See [the "data-format"](#data-format) section for more information.

While package definition releases can be hosted at any URL, some convenient locations could include:

* Under the github releases artefacts
* As a standalone github repository using the "download archive" feature
* In a Hasura Google cloud bucket (for Hasura authors)

We will establish conventions for this that make authoring as streamlined as possible.


#### Milestone 2 - Topic Tributary:

* Add a CI process to ingest connectors tagged with a topic in addition to registry connectors

#### Milestone 3 - User and Role updates:

* Extend the DB schema to include user/role information
* Set up auth to allow signup/login/token flows
* Extend the API permissions to allow role and resource based access to data
* Add validation actions to authoring flows

#### Milestone 4 - CLI:

* Create a new CLI plugin to manage interaction with the API


## Proposal

While the precursor specifications outline the structure and mechanisms of packaging, this RFC details how the packages are owned, distributed, and indexed. The solution is outlined from storage up to user-applications and how they can be leveraged by CI in order to automatically publish updated versions and scrape topics for community contribution discovery.
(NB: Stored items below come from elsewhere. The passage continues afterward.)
//! Keyword extraction and meaningful word counts.

use std::collections::HashMap;

use crate::lexicon::{COUNT_STOP_WORDS, KEYWORD_STOP_WORDS, MIN_WORD_CHARS};
use crate::tokenize::{char_len, words};

/// Maximum number of keywords returned by [`keywords`].
pub const MAX_KEYWORDS: usize = 5;

/// Extract up to [`MAX_KEYWORDS`] keywords from a text.
///
/// Stop words and words of two characters or fewer are ignored. Each
/// remaining word scores `frequency × character length`; higher scores come
/// first and ties keep first-appearance order.
///
/// # Examples
///
/// ```
/// use textudf_analytics::keywords;
///
/// assert_eq!(
///     keywords("The quick brown fox jumps over the lazy dog"),
///     vec!["quick", "brown", "jumps", "over", "lazy"]
/// );
/// ```
pub fn keywords(text: &str) -> Vec<String> {
    let mut index: HashMap<String, usize> = HashMap::new();
    let mut counts: Vec<(String, usize)> = Vec::new();
    for word in words(text) {
        if KEYWORD_STOP_WORDS.contains(word.as_str()) || char_len(&word) <= MIN_WORD_CHARS {
            continue;
        }
        match index.get(&word) {
            Some(&slot) => counts[slot].1 += 1,
            None => {
                index.insert(word.clone(), counts.len());
                counts.push((word, 1));
            }
        }
    }

    let mut scored: Vec<(String, usize)> = counts
        .into_iter()
        .map(|(word, freq)| {
            let score = freq * char_len(&word);
            (word, score)
        })
        .collect();
    // Stable sort keeps first-appearance order among equal scores.
    scored.sort_by(|a, b| b.1.cmp(&a.1));
    scored
        .into_iter()
        .take(MAX_KEYWORDS)
        .map(|(word, _)| word)
        .collect()
}

/// Keywords joined with commas, as the UDF returns them.
pub fn keywords_csv(text: &str) -> String {
    keywords(text).join(",")
}

/// Count words that are not common stop words and are longer than two
/// characters.
pub fn meaningful_word_count(text: &str) -> usize {
    words(text)
        .iter()
        .filter(|word| !COUNT_STOP_WORDS.contains(word.as_str()) && char_len(word) > MIN_WORD_CHARS)
        .count()
}
//! CLI argument definitions for the textudf harness.

use std::path::PathBuf;

use clap::{Args, Parser, Subcommand, ValueEnum};
use clap_verbosity_flag::{Verbosity, WarnLevel};
use colorchoice_clap::Color;
use textudf_analytics::CleanKind;
use textudf_transform::Operation;

#[derive(Parser)]
#[command(
    name = "textudf",
    version,
    about = "Run the textudf string functions outside the query engine",
    long_about = "Run the textudf string and text-analytics functions locally.\n\n\
                  Applies one operation per value, exactly as the query engine would\n\
                  call the UDF once per row."
)]
pub struct Cli {
    #[command(subcommand)]
    pub command: Command,

    /// Adjust log verbosity (-v for info, -vv for debug, -q for errors only).
    #[command(flatten)]
    pub verbosity: Verbosity<WarnLevel>,

    /// Control ANSI color output (auto, always, never).
    #[command(flatten)]
    pub color: Color,

    /// Explicit log level (overrides -v/-q flags).
    #[arg(long = "log-level", value_enum, global = true)]
    pub log_level: Option<LogLevelArg>,

    /// Log output format (pretty for human, json for machine parsing).
    #[arg(
        long = "log-format",
        value_enum,
        default_value = "pretty",
        global = true
    )]
    pub log_format: LogFormatArg,

    /// Prefix log lines with timestamps (pretty and compact formats).
    #[arg(long = "log-timestamps", global = true)]
    pub log_timestamps: bool,

    /// Write logs to a file instead of stderr.
    #[arg(long = "log-file", value_name = "PATH", global = true)]
    pub log_file: Option<PathBuf>,

    /// Include row values in trace logs (they are redacted by default).
    #[arg(long = "log-data", global = true)]
    pub log_data: bool,
}

#[derive(Subcommand)]
pub enum Command {
    /// Apply an operation to each value (or each stdin line).
    Apply(ApplyArgs),

    /// Apply an operation to one column of a CSV file, row by row.
    Csv(CsvArgs),

    /// List all supported operations.
    Ops,

    /// Report sentiment, keywords, language, and word counts for a text.
    Analyze(AnalyzeArgs),

    /// Jaccard similarity of two texts' word sets.
    Similarity {
        first: String,
        second: String,
    },

    /// Remove HTML, emails, phones, URLs, punctuation, numbers, or whitespace.
    CleanText {
        /// Cleaning type.
        #[arg(value_parser = parse_clean_kind)]
        kind: CleanKind,
        text: String,
    },
}

#[derive(Args)]
pub struct ApplyArgs {
    /// Operation name (case-insensitive). See `textudf ops`.
    #[arg(value_name = "OPERATION", value_parser = parse_operation)]
    pub operation: Operation,

    /// Values to transform. Reads stdin lines when omitted.
    #[arg(value_name = "VALUES")]
    pub values: Vec<String>,

    /// Token standing for NULL, both in input and output.
    #[arg(long = "null", default_value = textudf_cli::apply::DEFAULT_NULL_TOKEN)]
    pub null_token: String,

    /// Output format.
    #[arg(long = "format", value_enum, default_value = "text")]
    pub format: OutputFormatArg,
}

#[derive(Args)]
pub struct CsvArgs {
    /// Input CSV file with a header row.
    #[arg(value_name = "INPUT")]
    pub input: PathBuf,

    /// Column to transform.
    #[arg(long = "column", value_name = "NAME")]
    pub column: String,

    /// Operation name (case-insensitive).
    #[arg(long = "op", value_name = "OPERATION", value_parser = parse_operation)]
    pub operation: Operation,

    /// Write results to a new column instead of replacing the source column.
    #[arg(long = "target", value_name = "NAME")]
    pub target: Option<String>,

    /// Output file (default: stdout).
    #[arg(long = "output", short = 'o', value_name = "PATH")]
    pub output: Option<PathBuf>,

    /// Field delimiter.
    #[arg(long = "delimiter", default_value_t = ',', value_parser = parse_delimiter)]
    pub delimiter: char,
}

#[derive(Args)]
pub struct AnalyzeArgs {
    pub text: String,

    /// Print the report as JSON.
    #[arg(long = "json")]
    pub json: bool,
}

#[derive(Clone, Copy, ValueEnum)]
pub enum OutputFormatArg {
    Text,
    Json,
}

/// CLI log level choices.
#[derive(Clone, Copy, ValueEnum)]
pub enum LogLevelArg {
    Error,
    Warn,
    Info,
    Debug,
    Trace,
}

/// CLI log format choices.
#[derive(Clone, Copy, ValueEnum)]
pub enum LogFormatArg {
    Pretty,
    Compact,
    Json,
}

fn parse_operation(value: &str) -> Result<Operation, String> {
    value.parse::<Operation>().map_err(|error| {
        let known: Vec<&str> = Operation::ALL.iter().map(Operation::as_str).collect();
        format!("{error} (expected one of: {})", known.join(", "))
    })
}

fn parse_clean_kind(value: &str) -> Result<CleanKind, String> {
    value.parse::<CleanKind>().map_err(|error| {
        let known: Vec<&str> = CleanKind::ALL.iter().map(CleanKind::as_str).collect();
        format!("{error} (expected one of: {})", known.join(", "))
    })
}

fn parse_delimiter(value: &str) -> Result<char, String> {
    let mut chars = value.chars();
    match (chars.next(), chars.next()) {
        (Some(ch), None) if ch.is_ascii() => Ok(ch),
        _ => Err(format!("delimiter must be a single ASCII character, got '{value}'")),
    }
}

#[cfg(test)]
mod tests {
    use super::*;
    use clap::CommandFactory;

    #[test]
    fn command_tree_is_valid() {
        Cli::command().debug_assert();
    }

    #[test]
    fn unknown_operation_lists_valid_names() {
        let error = Cli::try_parse_from(["textudf", "apply", "bogus", "x"])
            .err()
            .expect("unknown operation should be rejected");
        let message = error.to_string();
        assert!(message.contains("unknown operation: bogus"), "{message}");
        assert!(message.contains("expected one of:"), "{message}");
        assert!(message.contains("extract_numbers"), "{message}");
    }

    #[test]
    fn unknown_clean_kind_lists_valid_names() {
        let error = Cli::try_parse_from(["textudf", "clean-text", "sparkle", "x"])
            .err()
            .expect("unknown clean kind should be rejected");
        let message = error.to_string();
        assert!(message.contains("expected one of:"), "{message}");
        assert!(message.contains("punctuation"), "{message}");
    }

    #[test]
    fn operation_names_parse_case_insensitively() {
        let cli = Cli::try_parse_from(["textudf", "apply", "MASK_EMAIL", "a@b.io"]).unwrap();
        match cli.command {
            Command::Apply(args) => {
                assert_eq!(args.operation, Operation::MaskEmail);
                assert_eq!(args.values, vec!["a@b.io".to_string()]);
            }
            _ => panic!("expected apply command"),
        }
    }

    #[test]
    fn delimiter_must_be_single_ascii_char() {
        let args = [
            "textudf",
            "csv",
            "in.csv",
            "--column",
            "a",
            "--op",
            "upper",
            "--delimiter",
            ";;",
        ];
        assert!(Cli::try_parse_from(args).is_err());
    }
}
This solution enables the following UX scenarios:

* Packages are published by authors via Hasura CI
* Deriving metadata and definitions from hub registry
* Deriving metadata and definitions from Github topics
* Packages browsed and searched for by Hasura V3 users
* Packages are referenced in Hasura V3 projects
* Packages are fetched for local usage in Hasura V3 projects


### Ownership

For this milestone ownerships is restricted to Hasura, but PRs can be made to the hub registry, and repositories can use pre-defined topics to allow community contributions.


### Storage

Package definitions take the form described in the packaging spec. These need to be stored. The storage mechanism can be described abstractly:

* The storage system is philosophically idempotent and content addressable (hashes are included in assets).
* Stable read-only (fetch) URIs exist for the stored location of packages

While this abstract definition is useful for system-requirements, in practice our initial implementation will use Google Cloud Buckets for a centralised hasura publication, and Github releases for independent publication.

Storage conventions will be followed so that our system could initially predict the location of packages and we can incrementally transition to API based package access in service of rapid delivery.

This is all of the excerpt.